The thing is that it doesn't reduce the enemy's attack damage by 29, it causes you to take 29 less damage the next time you get hit. If you made it an AoE and hit multiple enemies you would still only have +29 mitigation for one enemy's attack out of the whole group since it triggers on use, not per target hit.
Ahh misread the mod, you are right! I was so used to the existing debuff mod like "X causes target's attacks to deal -20 damage", which would have been a nice effect!
I've made my tanking build and decided to go with unarmed/shield. It's really fun to play, especially managing cooldowns and taunt and it's obvious I still have a lot I need to learn in order to play it completely optimally, which I think is a great thing. I think that this combination in particular though, has too good passive mitigation, especially from darkness and physical on the side of unarmed. On it's own, it's maybe only slightly too strong, but the moment you add in just something like extra skin or mitigation from pig or bard, it gets pushed to be a bit too good.
I did a wintertide group and I only ever even came close to dying maybe 3 times in the whole run, all 3 times were when I pulled ~5 elites (mostly accidentally), didn't have bulwark mode active, then got stunned and elemental ward ran out, while fighting cold elementals and hippogriffs. Even then I didn't die, because of healing and support from my group and I was able to use elemental ward which then saved me with the 3 seconds of immunity, used bulwark mode and then a heal with the combat refresh if needed. If I didn't have the extra skin buff and healing from my group I would have certainly died. It was also a very strong group, I think we had at least 3 people in full max-enchanted yellows with a lot of experience, they also had things such as aoe stun and that generic mod on the helmet which lowers the rage attack damage by 25%, which when your nice attack is aoe, can be incredibly helpful.
The phoenixes and droaches really demonstrated they do very little damage without their dots and I was actually more worried my party members would die to dots from the aoe than I was about myself dying. Similarly, for ensigns I think only their rage attacks hit me for any damage at all, and even pulling 6 at a time the bigger worry was about keeping aggro than it was about my own survival. I was still using the darkness meditation for this run though, which I don't think I would for the future.
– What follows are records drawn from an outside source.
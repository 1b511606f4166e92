use argon2::{
    Argon2,
    password_hash::{PasswordHash, PasswordHasher, PasswordVerifier, SaltString, rand_core::OsRng},
};
use std::sync::Arc;
use tracing::{info, instrument};

use crate::error::{UserError, UserResult};
use crate::models::{LoginRequest, MISSING_FIELDS_MESSAGE, RegisterRequest, User};
use crate::repository::UserRepository;

/// Service layer for registration and credential checks
pub struct UserService<R: UserRepository> {
    repository: Arc<R>,
}

impl<R: UserRepository> Clone for UserService<R> {
    fn clone(&self) -> Self {
        Self {
            repository: Arc::clone(&self.repository),
        }
    }
}

impl<R: UserRepository> UserService<R> {
    pub fn new(repository: R) -> Self {
        Self {
            repository: Arc::new(repository),
        }
    }

    /// Create an account; expects a validated request
    #[instrument(skip_all)]
    pub async fn register(&self, input: RegisterRequest) -> UserResult<User> {
        let (Some(username), Some(email), Some(password)) =
            (input.username, input.email, input.password)
        else {
            return Err(UserError::Validation(MISSING_FIELDS_MESSAGE.to_string()));
        };

        if self.repository.get_by_email(&email).await?.is_some() {
            return Err(UserError::DuplicateEmail);
        }

        let user = User::new(&username, &email, hash_password(&password)?);
        let user = self.repository.create(user).await?;
        info!(user_id = %user.id, "User registered");

        Ok(user)
    }

    /// Check an email and password pair
    #[instrument(skip_all)]
    pub async fn verify_credentials(&self, input: LoginRequest) -> UserResult<User> {
        let (Some(email), Some(password)) = (input.email, input.password) else {
            return Err(UserError::Validation(MISSING_FIELDS_MESSAGE.to_string()));
        };

        let user = self
            .repository
            .get_by_email(&email)
            .await?
            .ok_or(UserError::InvalidCredentials)?;

        if !verify_password(&password, &user.password_hash)? {
            return Err(UserError::InvalidCredentials);
        }

        Ok(user)
    }
}

// Password helpers

fn hash_password(password: &str) -> UserResult<String> {
    let salt = SaltString::generate(&mut OsRng);

    Argon2::default()
        .hash_password(password.as_bytes(), &salt)
        .map(|hash| hash.to_string())
        .map_err(|e| UserError::PasswordHash(e.to_string()))
}

fn verify_password(password: &str, hash: &str) -> UserResult<bool> {
    let parsed_hash = PasswordHash::new(hash).map_err(|e| UserError::PasswordHash(e.to_string()))?;

    Ok(Argon2::default()
        .verify_password(password.as_bytes(), &parsed_hash)
        .is_ok())
}
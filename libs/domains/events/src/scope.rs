//! Mutation scopes for recurring events.
//!
//! A scope turns the target event into a [`Selection`] over the stored
//! events. Selections compare series keys exactly and start times
//! inclusively.

use chrono::{DateTime, Utc};
use serde::{Deserialize, Serialize};
use serde_json::Value;
use strum::Display;
use utoipa::ToSchema;
use uuid::Uuid;

use crate::models::Event;
use crate::series::SeriesId;

/// Which events of a series an update or delete touches
#[derive(
    Debug, Clone, Copy, Default, PartialEq, Eq, Hash, Serialize, Deserialize, Display, ToSchema,
)]
#[serde(rename_all = "camelCase")]
#[strum(serialize_all = "camelCase")]
pub enum MutationScope {
    /// Only the target event
    #[default]
    ThisEvent,
    /// The target and every later event in its series
    ThisAndFollowing,
    /// Every event in the target's series
    AllEvents,
}

impl MutationScope {
    /// Read a client-supplied selector.
    ///
    /// Only the three exact names select a wider scope. Missing values,
    /// non-strings and unknown names all mean [`MutationScope::ThisEvent`].
    pub fn from_selector(selector: Option<&Value>) -> Self {
        match selector.and_then(Value::as_str) {
            Some("thisEvent") => Self::ThisEvent,
            Some("thisAndFollowing") => Self::ThisAndFollowing,
            Some("allEvents") => Self::AllEvents,
            _ => Self::ThisEvent,
        }
    }
}

#[derive(Debug, Clone, Copy, PartialEq, Eq)]
pub enum Mutation {
    Update,
    Delete,
}

/// Stored events a scoped mutation applies to
#[derive(Debug, Clone, PartialEq, Eq)]
pub enum Selection {
    Record { id: Uuid },
    SeriesFrom { series_id: SeriesId, start_time: DateTime<Utc> },
    Series { series_id: SeriesId },
}

impl Selection {
    pub fn matches(&self, event: &Event) -> bool {
        match self {
            Self::Record { id } => event.id == *id,
            Self::SeriesFrom { series_id, start_time } => {
                event.series_id == *series_id && event.start_time >= *start_time
            }
            Self::Series { series_id } => event.series_id == *series_id,
        }
    }
}

#[derive(Debug, Clone, PartialEq, Eq)]
pub struct Resolution {
    pub selection: Selection,
    pub message: &'static str,
}

/// Resolve `scope` against the already loaded target event.
pub fn resolve(target: &Event, scope: MutationScope, mutation: Mutation) -> Resolution {
    let selection = match scope {
        MutationScope::ThisEvent => Selection::Record { id: target.id },
        MutationScope::ThisAndFollowing => Selection::SeriesFrom {
            series_id: target.series_id.clone(),
            start_time: target.start_time,
        },
        MutationScope::AllEvents => Selection::Series {
            series_id: target.series_id.clone(),
        },
    };

    let message = match (mutation, scope) {
        (Mutation::Update, MutationScope::ThisEvent) => "Event updated successfully.",
        (Mutation::Update, MutationScope::ThisAndFollowing) => {
            "This event and all following events updated successfully."
        }
        (Mutation::Update, MutationScope::AllEvents) => "All events in the series updated successfully.",
        (Mutation::Delete, MutationScope::ThisEvent) => "Event deleted successfully.",
        (Mutation::Delete, MutationScope::ThisAndFollowing) => {
            "This event and all following events deleted successfully."
        }
        (Mutation::Delete, MutationScope::AllEvents) => "All events in the series deleted successfully.",
    };

    Resolution { selection, message }
}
Overall, I think I maybe just had a bit too much mitigation because of the added mitigation from supports. I wouldn't want it nerfed too hard because then if you're in a group without a support you might struggle. It was definitely still a struggle to keep aggro, mostly due to cooldowns on take the lead and fight me you fools, and obviously it doesn't matter how good your mitigation is if you can't keep aggro, so that's another balancing factor. My build was still missing a couple of the aggro mods, but I would say unarmed/shield also provides some of the best taunt in the game and I myself witnessed tank builds that other people made where they still struggled to get aggro even with all their mods. So, all in all, maybe a reduction of a few % at most on some of the % mitigation mods for unarmed would probably be enough. I haven't played staff, but just looking at the numbers there, I think the flat mitigation might be a bit too high. With my build, shield didn't feel op because I only use 2 attacks so I would only normally have 1 stack of the forcefields up and bulwark mode feels balanced because of the 50% damage reduction. I also haven't played cow, but it certainly doesn't look op from the numbers. I think if you ran cow/unarmed right now it would feel balanced already, so a nerf to unarmed might need to come with a slight buff to cow too.
EDIT: Just to be clear, for my build in particular I think the aggro is in a perfect spot. It's a challenge but I meant it as a fun challenge and it's part of what balances the strength of the mitigation.
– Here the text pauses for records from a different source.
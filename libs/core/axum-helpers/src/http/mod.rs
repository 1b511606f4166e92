//! HTTP middleware: CORS and security headers.
//!
//! ```ignore
//! use axum_helpers::http::{cors_layer_from_env, security_headers};
//!
//! let app = Router::new()
//!     .layer(axum::middleware::from_fn(security_headers))
//!     .layer(cors_layer_from_env()?);
//! ```

pub mod cors;
pub mod security;

pub use cors::{cors_layer_from_env, create_cors_layer, parse_allowed_origins};
pub use security::security_headers;
use axum::response::{IntoResponse, Response};
use axum_helpers::AppError;
use thiserror::Error;

#[derive(Debug, Error)]
pub enum UserError {
    #[error("User already exists")]
    DuplicateEmail,

    #[error("Invalid credentials")]
    InvalidCredentials,

    #[error("{0}")]
    Validation(String),

    #[error("Password hashing error: {0}")]
    PasswordHash(String),

    #[error("Token error: {0}")]
    Token(String),

    #[error("Database error: {0}")]
    Database(#[from] mongodb::error::Error),

    #[error("Corrupt user document: {0}")]
    Corrupt(String),
}

pub type UserResult<T> = Result<T, UserError>;

impl From<UserError> for AppError {
    fn from(err: UserError) -> Self {
        match err {
            e @ UserError::DuplicateEmail => AppError::Conflict(e.to_string()),
            e @ UserError::InvalidCredentials => AppError::Unauthorized(e.to_string()),
            UserError::Validation(message) => AppError::BadRequest(message),
            UserError::PasswordHash(message) | UserError::Token(message) => {
                AppError::InternalServerError(message)
            }
            UserError::Database(e) => AppError::Database(e),
            UserError::Corrupt(message) => AppError::Decode(message),
        }
    }
}

impl IntoResponse for UserError {
    fn into_response(self) -> Response {
        AppError::from(self).into_response()
    }
}

#[cfg(test)]
mod tests {
    use super::*;
    use axum::http::StatusCode;

    #[test]
    fn test_status_mapping() {
        assert_eq!(UserError::DuplicateEmail.into_response().status(), StatusCode::CONFLICT);
        assert_eq!(
            UserError::InvalidCredentials.into_response().status(),
            StatusCode::UNAUTHORIZED
        );
        assert_eq!(
            UserError::PasswordHash("bad salt".into()).into_response().status(),
            StatusCode::INTERNAL_SERVER_ERROR
        );
    }
}
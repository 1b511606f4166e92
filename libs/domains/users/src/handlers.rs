use axum::{
    Json, Router, extract::State, http::StatusCode, response::IntoResponse, routing::post,
};
use axum_helpers::{
    AppError, JwtAuth, ValidatedJson,
    errors::responses::{
        BadRequestValidationResponse, ConflictResponse, InternalServerErrorResponse,
        UnauthorizedResponse,
    },
};
use tracing::error;
use utoipa::OpenApi;

use crate::models::{LoginRequest, LoginResponse, RegisterRequest, RegisterResponse, User};
use crate::repository::UserRepository;
use crate::service::UserService;

/// OpenAPI documentation for the auth API
#[derive(OpenApi)]
#[openapi(
    paths(register, login),
    components(
        schemas(RegisterRequest, RegisterResponse, LoginRequest, LoginResponse),
        responses(
            BadRequestValidationResponse,
            ConflictResponse,
            UnauthorizedResponse,
            InternalServerErrorResponse
        )
    ),
    tags(
        (name = "Auth", description = "Registration and login")
    )
)]
pub struct ApiDoc;

/// Application state for auth handlers
pub struct AuthState<R: UserRepository> {
    pub service: UserService<R>,
    pub jwt: JwtAuth,
}

impl<R: UserRepository> Clone for AuthState<R> {
    fn clone(&self) -> Self {
        Self {
            service: self.service.clone(),
            jwt: self.jwt.clone(),
        }
    }
}

/// Create the auth router
pub fn router<R: UserRepository + 'static>(service: UserService<R>, jwt: JwtAuth) -> Router {
    Router::new()
        .route("/register", post(register))
        .route("/login", post(login))
        .with_state(AuthState { service, jwt })
}

fn issue_token(jwt: &JwtAuth, user: &User) -> Result<String, AppError> {
    jwt.issue_token(user.id, &user.username, &user.email)
        .map_err(|e| {
            error!(user_id = %user.id, "Failed to issue token: {e:?}");
            AppError::InternalServerError("Failed to issue token".to_string())
        })
}

/// Register a new user
#[utoipa::path(
    post,
    path = "/register",
    tag = "Auth",
    request_body = RegisterRequest,
    responses(
        (status = 201, description = "User registered successfully", body = RegisterResponse),
        (status = 400, response = BadRequestValidationResponse),
        (status = 409, response = ConflictResponse),
        (status = 500, response = InternalServerErrorResponse)
    )
)]
async fn register<R: UserRepository>(
    State(state): State<AuthState<R>>,
    ValidatedJson(input): ValidatedJson<RegisterRequest>,
) -> Result<impl IntoResponse, AppError> {
    let user = state.service.register(input).await?;
    let token = issue_token(&state.jwt, &user)?;

    Ok((
        StatusCode::CREATED,
        Json(RegisterResponse {
            message: "User registered successfully".to_string(),
            token,
        }),
    ))
}

/// Login with email and password
#[utoipa::path(
    post,
    path = "/login",
    tag = "Auth",
    request_body = LoginRequest,
    responses(
        (status = 200, description = "Logged in successfully", body = LoginResponse),
        (status = 400, response = BadRequestValidationResponse),
        (status = 401, response = UnauthorizedResponse),
        (status = 500, response = InternalServerErrorResponse)
    )
)]
async fn login<R: UserRepository>(
    State(state): State<AuthState<R>>,
    ValidatedJson(input): ValidatedJson<LoginRequest>,
) -> Result<Json<LoginResponse>, AppError> {
    let user = state.service.verify_credentials(input).await?;
    let token = issue_token(&state.jwt, &user)?;

    Ok(Json(LoginResponse {
        message: "Logged in successfully".to_string(),
        id: user.id,
        username: user.username,
        email: user.email,
        token,
    }))
}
Something I'd like to bring up that I think is important when discussing expectations for tanking is how many enemies you should be able to handle at once, because personally I believe that 5 elites is honestly a fair number to pull in your situation while a lot of others might think this is crazy high, especially after ages of game play of pulling only one enemy at a time. Let me explain what I mean.
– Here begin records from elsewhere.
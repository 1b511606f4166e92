//! OpenAPI documentation configuration

use utoipa::openapi::security::{HttpAuthScheme, HttpBuilder, SecurityScheme};
use utoipa::{Modify, OpenApi};

/// Combined OpenAPI documentation for all APIs
#[derive(OpenApi)]
#[openapi(
    info(
        title = "Calendar API",
        version = "0.1.0",
        description = "Calendar events with recurring series, backed by MongoDB",
        license(name = "MIT")
    ),
    servers(
        (url = "http://localhost:8080", description = "Local development server")
    ),
    nest(
        (path = "/api/auth", api = domain_users::ApiDoc),
        (path = "/api/events", api = domain_events::ApiDoc)
    ),
    modifiers(&BearerSecurity),
    tags(
        (name = "Auth", description = "Registration and login"),
        (name = "Events", description = "Calendar events and recurring series")
    )
)]
pub struct ApiDoc;

/// Registers the `bearer` scheme the event routes reference.
struct BearerSecurity;

impl Modify for BearerSecurity {
    fn modify(&self, openapi: &mut utoipa::openapi::OpenApi) {
        let components = openapi.components.get_or_insert_with(Default::default);
        components.add_security_scheme(
            "bearer",
            SecurityScheme::Http(
                HttpBuilder::new()
                    .scheme(HttpAuthScheme::Bearer)
                    .bearer_format("JWT")
                    .build(),
            ),
        );
    }
}
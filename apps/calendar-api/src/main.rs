use axum_helpers::{JwtAuth, server::{create_production_app, health_router}};
use core_config::tracing::{init_tracing, install_color_eyre};
use std::time::Duration;
use tracing::info;

mod api;
mod config;
mod openapi;
mod state;

use config::Config;
use state::AppState;

#[tokio::main]
async fn main() -> eyre::Result<()> {
    install_color_eyre();

    let config = Config::from_env()?;
    init_tracing(&config.environment);

    info!(database = config.mongodb.database(), "Connecting to MongoDB");
    let mongo_client =
        database::mongodb::connect_from_config_with_retry(&config.mongodb, None).await?;
    let db = mongo_client.database(config.mongodb.database());

    api::events::init_indexes(&db).await?;
    api::auth::init_indexes(&db).await?;

    let jwt = JwtAuth::new(&config.jwt);
    let state = AppState {
        config,
        mongo_client,
        db,
        jwt,
    };

    let api_routes = api::routes(&state);
    let router = axum_helpers::create_router::<openapi::ApiDoc>(api_routes)?;
    let app = router.merge(health_router(state.config.app.clone()));

    info!(address = %state.config.server.address(), "Starting calendar API (30s shutdown timeout)");

    let mongo_client = state.mongo_client.clone();
    create_production_app(
        app,
        &state.config.server,
        Duration::from_secs(30),
        async move {
            info!("Shutting down: closing MongoDB connections");
            mongo_client.shutdown().await;
            info!("MongoDB connection closed");
        },
    )
    .await
    .map_err(|e| eyre::eyre!("Server error: {}", e))?;

    info!("Calendar API shutdown complete");
    Ok(())
}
First off, there are two facts about Project Gorgon that need to be explained:
1. Specific party compositions (Ex. 4 DPS, 1 healer 1 tank) are in no way required to beat dungeons currently. You can beat dungeons with any composition.
2. By default doing more damage is the most appealing option, because by killing things faster you can grind EXP and get loot faster. Therefore players are biased towards building DPS.
So as a baseline, I think it's fair to say that a full DPS party can reliably handle one elite enemy at a time, because that's the bare minimum for them to be able to complete the dungeon. I think everyone can understand this since most parties have played around pulling a single elite at a time for quite a while.
However, the thing is that if you add a tank into the mix (5DPS + 1Tank), the tank is useless if the party can still only handle one elite at a time. If the tank only pulls one enemy, then they are pulling just as many as a full DPS party would, except they will kill the enemy slower because they do less damage. Therefore, if the tank wants to be useful, they need to be able to handle at least TWO elites at once, or else why even have them in the party?
Continuing on, if we add a healer/support into the mix (4DPS +1Tank +1Support), then we end up with a similar problem if the party can still only handle two enemies at once. What is the point of the healer if the party can't handle more enemies and they just slow down the party by doing less DPS? Therefore, it should be expected that a healer + tank should allow the party to confidently handle three or more elites at once.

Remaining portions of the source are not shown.